> [Assignment]:
Please copy the leading lines of the entries below exactly, concluding with the line in which "fn claim(repo: &TrendsRepository)" occurs.

Source information Start Marker

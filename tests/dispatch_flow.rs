//! Integration tests for the claim -> fetch -> ingest flow.

use std::fs;
use std::os::unix::fs::PermissionsExt;
use std::path::{Path, PathBuf};

use chrono::{DateTime, Duration, Utc};
use tempfile::TempDir;

use trendsift::dispatcher::{recovery, Dispatcher};
use trendsift::fetcher::{FetchError, Transport};
use trendsift::ingest;
use trendsift::models::{ClaimedRequest, NewRequest, RequestStatus};
use trendsift::repository::{ClaimOutcome, TrendsRepository};

fn setup() -> (TrendsRepository, TempDir) {
    let dir = tempfile::tempdir().unwrap();
    let repo = TrendsRepository::new(&dir.path().join("trends.db")).unwrap();
    (repo, dir)
}

/// Truncate to a whole hour so window bounds match generated labels.
fn hour_floor(dt: DateTime<Utc>) -> DateTime<Utc> {
    let ts = dt.timestamp();
    DateTime::from_timestamp(ts - ts.rem_euclid(3_600), 0).unwrap()
}

/// Queue an eligible hourly-window request ending well in the past.
fn queue_eligible(
    repo: &TrendsRepository,
    k_id: i64,
    priority: i64,
    geo: Option<&str>,
    not_after: DateTime<Utc>,
) -> i64 {
    let now = Utc::now();
    let start = hour_floor(now - Duration::hours(48));
    repo.create_request(
        &NewRequest {
            who: "tests".to_string(),
            api: "web".to_string(),
            priority,
            geo: geo.map(String::from),
            window_start: start,
            window_end: start + Duration::hours(12),
            not_before: now - Duration::hours(1),
            not_after,
            note: None,
        },
        k_id,
    )
    .unwrap()
}

fn claim(repo: &TrendsRepository) -> Option<ClaimedRequest> {
    match repo.claim_next_request(Utc::now()).unwrap() {
        ClaimOutcome::Claimed(c) => Some(c),
        ClaimOutcome::Empty => None,
        ClaimOutcome::Raced => panic!("unexpected claim race in a single-process test"),
    }
}

/// A payload whose hourly labels match the claimed window.
fn payload_for(claim: &ClaimedRequest, values: &[i64]) -> String {
    let mut time = serde_json::Map::new();
    for (i, v) in values.iter().enumerate() {
        let label = claim.window_start + Duration::hours(i as i64);
        time.insert(
            label.format("%Y-%m-%dT%H:%M:%S").to_string(),
            serde_json::json!(v),
        );
    }
    serde_json::json!({ "time": time }).to_string()
}

#[test]
fn claim_prefers_priority_then_deadline() {
    let (repo, _dir) = setup();
    let k_id = repo.intern_keyword("fever", None).unwrap();
    let now = Utc::now();

    let low = queue_eligible(&repo, k_id, 0, None, now + Duration::hours(2));
    let high_late = queue_eligible(&repo, k_id, 5, None, now + Duration::hours(3));
    let high_soon = queue_eligible(&repo, k_id, 5, None, now + Duration::hours(1));

    assert_eq!(claim(&repo).unwrap().r_id, high_soon);
    assert_eq!(claim(&repo).unwrap().r_id, high_late);
    assert_eq!(claim(&repo).unwrap().r_id, low);
    assert!(claim(&repo).is_none());
}

#[test]
fn fresh_windows_and_future_requests_are_ineligible() {
    let (repo, _dir) = setup();
    let k_id = repo.intern_keyword("fever", None).unwrap();
    let now = Utc::now();

    // Window ended five minutes ago: the service has not materialized it.
    let start = hour_floor(now - Duration::hours(12));
    repo.create_request(
        &NewRequest {
            who: "tests".to_string(),
            api: "web".to_string(),
            priority: 0,
            geo: None,
            window_start: start,
            window_end: now - Duration::minutes(5),
            not_before: now - Duration::hours(1),
            not_after: now + Duration::hours(1),
            note: None,
        },
        k_id,
    )
    .unwrap();

    // Not yet dispatchable.
    let start = hour_floor(now - Duration::hours(48));
    repo.create_request(
        &NewRequest {
            who: "tests".to_string(),
            api: "web".to_string(),
            priority: 0,
            geo: None,
            window_start: start,
            window_end: start + Duration::hours(12),
            not_before: now + Duration::hours(1),
            not_after: now + Duration::hours(2),
            note: None,
        },
        k_id,
    )
    .unwrap();

    assert!(claim(&repo).is_none());
}

#[test]
fn a_request_is_claimed_exactly_once() {
    let (repo, _dir) = setup();
    let k_id = repo.intern_keyword("fever", None).unwrap();
    let r_id = queue_eligible(&repo, k_id, 0, None, Utc::now() + Duration::hours(1));

    let claimed = claim(&repo).unwrap();
    assert_eq!(claimed.r_id, r_id);
    assert_eq!(
        repo.request_status(r_id).unwrap(),
        Some(RequestStatus::Running)
    );

    // The row is running now; a second dispatcher finds nothing.
    assert!(claim(&repo).is_none());

    // Releasing hands it back to the queue.
    assert!(repo.release_request(r_id).unwrap());
    assert_eq!(repo.request_status(r_id).unwrap(), Some(RequestStatus::Open));
    assert_eq!(claim(&repo).unwrap().r_id, r_id);
}

#[test]
fn staged_requests_are_never_reclaimed() {
    let (repo, _dir) = setup();
    let k_id = repo.intern_keyword("fever", None).unwrap();
    queue_eligible(&repo, k_id, 0, None, Utc::now() + Duration::hours(1));

    let claimed = claim(&repo).unwrap();
    let f_id = repo
        .intern_fetcher(&Transport::local(PathBuf::from("/opt/fetch"), "web".into()).identity())
        .unwrap();
    ingest::stage(
        &repo,
        &claimed,
        f_id,
        payload_for(&claimed, &[1; 13]).into_bytes(),
        Utc::now(),
    )
    .unwrap();

    // Even if an operator resets the request to open, the staging row
    // keeps it out of the claimable set until it is replayed.
    repo.release_request(claimed.r_id).unwrap();
    assert!(claim(&repo).is_none());
}

#[test]
fn ingest_writes_all_records_and_retires_the_request() {
    let (repo, _dir) = setup();
    let k_id = repo.intern_keyword("fever", None).unwrap();
    queue_eligible(&repo, k_id, 0, Some("US"), Utc::now() + Duration::hours(1));

    let claimed = claim(&repo).unwrap();
    assert_eq!(claimed.geo.as_deref(), Some("US"));

    let mut time = serde_json::Map::new();
    for i in 0..13 {
        let label = claimed.window_start + Duration::hours(i);
        time.insert(
            label.format("%Y-%m-%dT%H:%M:%S").to_string(),
            serde_json::json!(10 * (i + 1)),
        );
    }
    let payload = serde_json::json!({
        "time": time,
        "geo": {
            "COUNTRY": {"US": ["United States", 100]},
            "REGION": {"US-CA": ["California", 80]},
            "STATES": {"US-CA": ["California", 80]},
            "DMA": {"807": ["San Francisco-Oakland-San Jose CA", 76]}
        },
        "related": {
            "query": {"top": [["flu shot", 100]], "rising": [["flu near me", 250]]},
            "topic": {"top": [["/m/0dm32", "Influenza", "Disease", 95]], "rising": []}
        }
    })
    .to_string();

    let f_id = repo
        .intern_fetcher(&Transport::local(PathBuf::from("/opt/fetch"), "web".into()).identity())
        .unwrap();
    let fetched_at = hour_floor(Utc::now());
    let staged = ingest::stage(&repo, &claimed, f_id, payload.into_bytes(), fetched_at).unwrap();
    ingest::process_staged(&repo, &staged).unwrap();

    assert_eq!(
        repo.request_status(claimed.r_id).unwrap(),
        Some(RequestStatus::Done)
    );
    assert_eq!(repo.staging_count().unwrap(), 0);
    assert_eq!(
        repo.request_completed_at(claimed.r_id).unwrap(),
        Some(fetched_at)
    );

    // The hourly cadence tagged the request, so the stitcher can see it.
    let fragments = repo
        .tagged_fragments(k_id, Some("US"), "resolution:hourly")
        .unwrap();
    assert_eq!(fragments.len(), 1);
    assert_eq!(fragments[0].r_id, claimed.r_id);
    assert_eq!(fragments[0].values.len(), 13);
    assert_eq!(fragments[0].values[0], 10.0);

    let summary = repo.summary().unwrap();
    assert_eq!(summary.timeframes, 1);
    // COUNTRY + STATES + DMA; the US region scope is suppressed.
    assert_eq!(summary.geo_rows, 3);
    // fever + flu shot + flu near me + the influenza topic.
    assert_eq!(summary.keywords, 4);
}

#[test]
fn invalid_labels_leave_the_staging_row_for_repair() {
    let (repo, _dir) = setup();
    let k_id = repo.intern_keyword("fever", None).unwrap();
    queue_eligible(&repo, k_id, 0, None, Utc::now() + Duration::hours(1));

    let claimed = claim(&repo).unwrap();
    let f_id = repo
        .intern_fetcher(&Transport::local(PathBuf::from("/opt/fetch"), "web".into()).identity())
        .unwrap();

    // Five samples cannot label a 12-hour window at any supported cadence.
    let staged = ingest::stage(
        &repo,
        &claimed,
        f_id,
        payload_for(&claimed, &[1, 2, 3, 4, 5]).into_bytes(),
        Utc::now(),
    )
    .unwrap();

    let err = ingest::process_staged(&repo, &staged).unwrap_err();
    assert!(err.is_validation());
    assert_eq!(repo.staging_count().unwrap(), 1);
    assert_eq!(
        repo.request_status(claimed.r_id).unwrap(),
        Some(RequestStatus::Running)
    );
}

#[test]
fn startup_recovery_replays_staged_payloads() {
    let (repo, _dir) = setup();
    let k_id = repo.intern_keyword("fever", None).unwrap();
    queue_eligible(&repo, k_id, 0, None, Utc::now() + Duration::hours(1));

    let claimed = claim(&repo).unwrap();
    let f_id = repo
        .intern_fetcher(&Transport::local(PathBuf::from("/opt/fetch"), "web".into()).identity())
        .unwrap();
    let fetched_at = hour_floor(Utc::now()) - Duration::hours(2);

    // Stage and then "crash" before the structured write.
    ingest::stage(
        &repo,
        &claimed,
        f_id,
        payload_for(&claimed, &[1; 13]).into_bytes(),
        fetched_at,
    )
    .unwrap();
    assert_eq!(
        repo.request_status(claimed.r_id).unwrap(),
        Some(RequestStatus::Running)
    );

    let replayed = recovery::recover_staged(&repo, true).unwrap();
    assert_eq!(replayed, 1);
    assert_eq!(
        repo.request_status(claimed.r_id).unwrap(),
        Some(RequestStatus::Done)
    );
    assert_eq!(repo.staging_count().unwrap(), 0);
    // The completion time is the original fetch instant, not the replay.
    assert_eq!(
        repo.request_completed_at(claimed.r_id).unwrap(),
        Some(fetched_at)
    );
}

/// Write an executable fetch script into `dir`.
fn write_script(dir: &Path, name: &str, body: &str) -> PathBuf {
    let path = dir.join(name);
    fs::write(&path, body).unwrap();
    let mut perms = fs::metadata(&path).unwrap().permissions();
    perms.set_mode(0o755);
    fs::set_permissions(&path, perms).unwrap();
    path
}

#[tokio::test]
async fn local_transport_runs_the_fetch_script() {
    let (repo, dir) = setup();
    let k_id = repo.intern_keyword("fever", None).unwrap();
    queue_eligible(&repo, k_id, 0, None, Utc::now() + Duration::hours(1));
    let claimed = claim(&repo).unwrap();

    let payload = payload_for(&claimed, &[7; 13]);
    let payload_path = dir.path().join("payload.json");
    fs::write(&payload_path, &payload).unwrap();
    let script = write_script(
        dir.path(),
        "fetch.sh",
        &format!("#!/bin/sh\ncat {}\n", payload_path.display()),
    );

    let transport = Transport::local(script, "web".to_string());
    let raw = transport
        .fetch("2022-01-01T00 2022-01-01T12", &claimed.keyword, None)
        .await
        .unwrap();
    assert_eq!(String::from_utf8(raw.clone()).unwrap().trim(), payload);

    let f_id = repo.intern_fetcher(&transport.identity()).unwrap();
    let staged = ingest::stage(&repo, &claimed, f_id, payload.into_bytes(), Utc::now()).unwrap();
    ingest::process_staged(&repo, &staged).unwrap();
    assert_eq!(
        repo.request_status(claimed.r_id).unwrap(),
        Some(RequestStatus::Done)
    );
}

#[tokio::test]
async fn exit_code_five_is_a_structured_upstream_error() {
    let dir = tempfile::tempdir().unwrap();
    let script = write_script(
        dir.path(),
        "fetch.sh",
        "#!/bin/sh\necho '{\"error\":{\"code\":500,\"msg\":\"The request failed\"}}'\nexit 5\n",
    );

    let transport = Transport::local(script, "web".to_string());
    let err = transport
        .fetch("2022-01-01T00 2022-01-01T12", "fever", None)
        .await
        .unwrap_err();
    match err {
        FetchError::Response { code, msg } => {
            assert_eq!(code, 500);
            assert_eq!(msg, "The request failed");
        }
        other => panic!("expected a structured error, got {other:?}"),
    }
    assert!(transport
        .fetch("w", "k", None)
        .await
        .unwrap_err()
        .is_server_error());
}

#[tokio::test]
async fn other_nonzero_exits_are_fatal() {
    let dir = tempfile::tempdir().unwrap();
    let script = write_script(
        dir.path(),
        "fetch.sh",
        "#!/bin/sh\necho 'wedged' >&2\nexit 3\n",
    );

    let transport = Transport::local(script, "web".to_string());
    let err = transport
        .fetch("2022-01-01T00 2022-01-01T12", "fever", None)
        .await
        .unwrap_err();
    assert!(matches!(err, FetchError::Fatal(_)));
}

#[tokio::test]
async fn dispatcher_exits_cleanly_when_the_queue_is_drained() {
    let (repo, dir) = setup();
    let script = write_script(dir.path(), "fetch.sh", "#!/bin/sh\nexit 1\n");

    let mut dispatcher = Dispatcher::new(
        repo,
        vec![Transport::local(script, "web".to_string())],
        true,
    )
    .unwrap();
    // Nothing queued: the first iteration claims nothing and exits 0
    // without ever invoking the fetch script.
    dispatcher.run().await.unwrap();
}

Source information End Marker

> [Response]:
filename tests/dispatch_flow.rs
//! Integration tests for the claim -> fetch -> ingest flow.

use std::fs;
use std::os::unix::fs::PermissionsExt;
use std::path::{Path, PathBuf};

use chrono::{DateTime, Duration, Utc};
use tempfile::TempDir;

use trendsift::dispatcher::{recovery, Dispatcher};
use trendsift::fetcher::{FetchError, Transport};
use trendsift::ingest;
use trendsift::models::{ClaimedRequest, NewRequest, RequestStatus};
use trendsift::repository::{ClaimOutcome, TrendsRepository};

fn setup() -> (TrendsRepository, TempDir) {
    let dir = tempfile::tempdir().unwrap();
    let repo = TrendsRepository::new(&dir.path().join("trends.db")).unwrap();
    (repo, dir)
}

/// Truncate to a whole hour so window bounds match generated labels.
fn hour_floor(dt: DateTime<Utc>) -> DateTime<Utc> {
    let ts = dt.timestamp();
    DateTime::from_timestamp(ts - ts.rem_euclid(3_600), 0).unwrap()
}

/// Queue an eligible hourly-window request ending well in the past.
fn queue_eligible(
    repo: &TrendsRepository,
    k_id: i64,
    priority: i64,
    geo: Option<&str>,
    not_after: DateTime<Utc>,
) -> i64 {
    let now = Utc::now();
    let start = hour_floor(now - Duration::hours(48));
    repo.create_request(
        &NewRequest {
            who: "tests".to_string(),
            api: "web".to_string(),
            priority,
            geo: geo.map(String::from),
            window_start: start,
            window_end: start + Duration::hours(12),
            not_before: now - Duration::hours(1),
            not_after,
            note: None,
        },
        k_id,
    )
    .unwrap()
}

fn claim(repo: &TrendsRepository) -> Option<ClaimedRequest> {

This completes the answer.